6th President of Fiji
- In office 12 November 2021 – 12 November 2024
- Prime Minister: Frank Bainimarama; Sitiveni Rabuka;
- Preceded by: Jioji Konrote
- Succeeded by: Naiqama Lalabalavu

Chief of Macuata Province
- Incumbent
- Assumed office 22 May 2013
- Preceded by: Aisea Katonivere

Personal details
- Born: 20 April 1964 (age 61) Suva, Fiji
- Party: People's Alliance FijiFirst (before)
- Spouse: Filomena Dikumete-Katonivere
- Children: 2

Military service
- Allegiance: Republic of Fiji
- Branch/service: Republic of Fiji Military Forces
- Rank: Lieutenant Colonel

= Wiliame Katonivere =

President of Fiji from 2021 to 2024

Ratu Wiliame Maivalili Katonivere, CF (/fj/; born 20 April 1964) is a Fijian chief and politician who served as the President of Fiji from 2021 to 2024. He has been chief of Macuata Province since 2013, succeeding his older brother Aisea Katonivere; he was previously involved in conservation initiatives of Fiji's Great Sea Reef.

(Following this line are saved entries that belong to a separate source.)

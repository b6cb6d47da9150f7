#![no_main]

use apiwarden::{DeprecationWindowTracker, ReleaseVersion};
use libfuzzer_sys::fuzz_target;

fuzz_target!(|data: &[u8]| {
    if let Ok(content) = std::str::from_utf8(data) {
        if let Ok(version) = ReleaseVersion::parse(content) {
            // Window arithmetic saturates instead of overflowing
            let _ = DeprecationWindowTracker::new(u64::MAX).status(&version, &version);
            let _ = ReleaseVersion::parse(&version.to_string());
        }
    }
});
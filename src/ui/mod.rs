pub mod context;
pub mod json;
pub mod primitives;
pub mod terminal;
pub mod theme;
pub mod views;
use std::path::PathBuf;

use anyhow::Result;
use apiwarden::application::{CheckRequest, CheckUseCase, EXIT_CONFIG_ERROR, EXIT_OK};
use apiwarden::infrastructure::{FileSnapshotSource, TomlChangeSetSource};
use apiwarden::PolicyEngine;

use super::GlobalArgs;
use crate::cli::SnapshotArgs;
use crate::ui::views::diff::render_changes;

pub fn cmd_diff(snapshots: &SnapshotArgs, changes: Option<PathBuf>, global: &GlobalArgs) -> Result<i32> {
    let config = global.load_config()?;
    let ui = global.ui(&config);

    let mut request = CheckRequest::new(&snapshots.old, &snapshots.new);
    if let Some(changes) = changes {
        request = request.with_changes(changes);
    }

    let use_case = CheckUseCase::new(
        FileSnapshotSource::new(),
        TomlChangeSetSource::new(),
        PolicyEngine::default(),
    );

    match use_case.diff(&request) {
        Ok(records) => {
            if ui.json {
                crate::ui::json::emit(&serde_json::json!({ "changes": records }))?;
            } else {
                print!("{}", render_changes(&records, ui.color));
            }
            Ok(EXIT_OK)
        }
        Err(err) => {
            if ui.json {
                crate::ui::json::emit(&serde_json::json!({
                    "errors": [{ "code": err.code(), "message": err.to_string() }]
                }))?;
            } else {
                eprintln!("Error: {}", err);
            }
            Ok(EXIT_CONFIG_ERROR)
        }
    }
}
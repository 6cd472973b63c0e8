//! vendor_desk server
//!
//! Usage:
//!   cargo run --bin seed_data -- allow alice@example.com   # add to the allow-list
//!   cargo run --bin vendor_desk                           # start server
//!
//! Configuration comes from flags, the environment, or a `.env` file.

use clap::Parser;
use std::sync::Arc;
use tokio::net::TcpListener;

use vendor_desk::auth::SessionKeys;
use vendor_desk::config::{AppConfig, DataBackend};
use vendor_desk::guard::ProtectedPaths;
use vendor_desk::hosted::HostedStore;
use vendor_desk::oauth::{GoogleOAuth, OAuthConfig};
use vendor_desk::rest::{create_router, AppState};
use vendor_desk::storage::{DataService, SledStore};
use vendor_desk::telemetry::init_tracing;

fn open_store(config: &AppConfig) -> Result<Arc<dyn DataService>, Box<dyn std::error::Error>> {
    match config.data_backend {
        DataBackend::Sled => {
            tracing::info!(path = %config.data_dir.display(), "using embedded sled store");
            Ok(Arc::new(SledStore::open(&config.data_dir)?))
        }
        DataBackend::Hosted => {
            let (Some(url), Some(key)) = (&config.hosted_data_url, &config.hosted_data_key) else {
                return Err("DATA_BACKEND=hosted needs HOSTED_DATA_URL and HOSTED_DATA_KEY".into());
            };
            tracing::info!(url = %url, "using hosted data service");
            Ok(Arc::new(HostedStore::new(url, key)?))
        }
    }
}

fn google_oauth(
    config: &AppConfig,
) -> Result<Option<Arc<GoogleOAuth>>, Box<dyn std::error::Error>> {
    let Some((id, secret)) = config.google_credentials() else {
        tracing::warn!(
            "GOOGLE_CLIENT_ID/GOOGLE_CLIENT_SECRET not set; \
             sign-in will fail with a configuration error"
        );
        return Ok(None);
    };
    let oauth = GoogleOAuth::new(OAuthConfig::google(id, secret, &config.public_url)?)?;
    Ok(Some(Arc::new(oauth)))
}

async fn shutdown_signal() {
    if let Err(err) = tokio::signal::ctrl_c().await {
        tracing::error!(error = %err, "failed to listen for ctrl-c");
    }
    tracing::info!("shutting down");
}

#[tokio::main]
async fn main() -> Result<(), Box<dyn std::error::Error>> {
    dotenvy::dotenv().ok();
    let config = AppConfig::parse();
    let _log_guards = init_tracing(config.log_json, config.log_dir.as_deref());

    let state = AppState {
        store: open_store(&config)?,
        keys: SessionKeys::new(config.session_secret.as_bytes(), config.session_ttl_secs)?,
        oauth: google_oauth(&config)?,
        page_size: config.page_size as usize,
        secure_cookies: config.secure_cookies(),
    };
    let protected = ProtectedPaths::new(&config.protected_paths);
    let app = create_router(state, protected);

    let listener = TcpListener::bind(config.bind).await?;
    tracing::info!(addr = %config.bind, public_url = %config.public_url, "vendor_desk listening");
    axum::serve(listener, app.into_make_service())
        .with_graceful_shutdown(shutdown_signal())
        .await?;
    Ok(())
}
//! Error types shared across the data, auth and HTTP layers.

use axum::http::StatusCode;
use axum::response::{IntoResponse, Response};
use axum::Json;
use serde_json::json;
use thiserror::Error;

use crate::vendors::FieldErrors;

/// Failures talking to a data service backend.
#[derive(Debug, Error)]
pub enum DataError {
    #[error("data service unreachable: {0}")]
    Unavailable(String),

    #[error("data service returned {status}: {body}")]
    Status { status: u16, body: String },

    #[error("record not found")]
    NotFound,

    #[error("malformed data service response: {0}")]
    Decode(String),

    #[error("embedded store error: {0}")]
    Storage(#[from] sled::Error),

    #[error("serialization error: {0}")]
    Serialization(#[from] serde_json::Error),
}

impl From<reqwest::Error> for DataError {
    fn from(err: reqwest::Error) -> Self {
        if err.is_decode() {
            DataError::Decode(err.to_string())
        } else {
            DataError::Unavailable(err.to_string())
        }
    }
}

#[derive(Debug, Error)]
pub enum AuthError {
    #[error("invalid token: {0}")]
    Token(#[from] jsonwebtoken::errors::Error),

    #[error("auth configuration error: {0}")]
    Configuration(String),
}

/// Error surfaced by the JSON API.
#[derive(Debug)]
pub struct ApiError {
    pub status: StatusCode,
    pub message: String,
    pub fields: Option<FieldErrors>,
}

impl ApiError {
    pub fn new(status: StatusCode, message: impl Into<String>) -> Self {
        Self {
            status,
            message: message.into(),
            fields: None,
        }
    }

    pub fn validation(fields: FieldErrors) -> Self {
        Self {
            status: StatusCode::UNPROCESSABLE_ENTITY,
            message: "Validation failed".to_string(),
            fields: Some(fields),
        }
    }

    /// Maps a data failure to a status while keeping the caller's generic message.
    pub fn from_data(err: &DataError, message: &str) -> Self {
        let status = match err {
            DataError::NotFound => StatusCode::NOT_FOUND,
            _ => StatusCode::BAD_GATEWAY,
        };
        Self::new(status, message)
    }
}

impl IntoResponse for ApiError {
    fn into_response(self) -> Response {
        let body = match self.fields {
            Some(fields) => json!({ "error": self.message, "fields": fields }),
            None => json!({ "error": self.message }),
        };
        (self.status, Json(body)).into_response()
    }
}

Katonivere has been the chairman of the Pine Group of Companies from 2020 to 2021, which includes Fiji Pine Limited, Tropik Wood Industries Limited and Tropik Wood Products Limited. He is also a board member for Fiji Airports, Fiji Sugar Corporation and Rewa Rice Ltd.

== Military career ==

At 19, Katonivere joined the Royal Fiji Military Forces in 1984 and served two tours in the Middle East under the United Nations Interim Force in Lebanon. He rose to the rank of lieutenant colonel in the Territorial Forces and served as a Commanding officer of the 7th Infantry Regiment of the Territorial Forces.

== Political career ==

Prime Minister Frank Bainimarama nominated Katonivere for President of the Republic of Fiji on 21 October 2021. He accepted the nomination in which Parliament convened the next day to vote on the presidency. Katonivere garnered 28 votes defeating his contender SODELPA MP Teimumu Kepa. Prior in becoming president, Katonivere resigned from all board positions he previously held.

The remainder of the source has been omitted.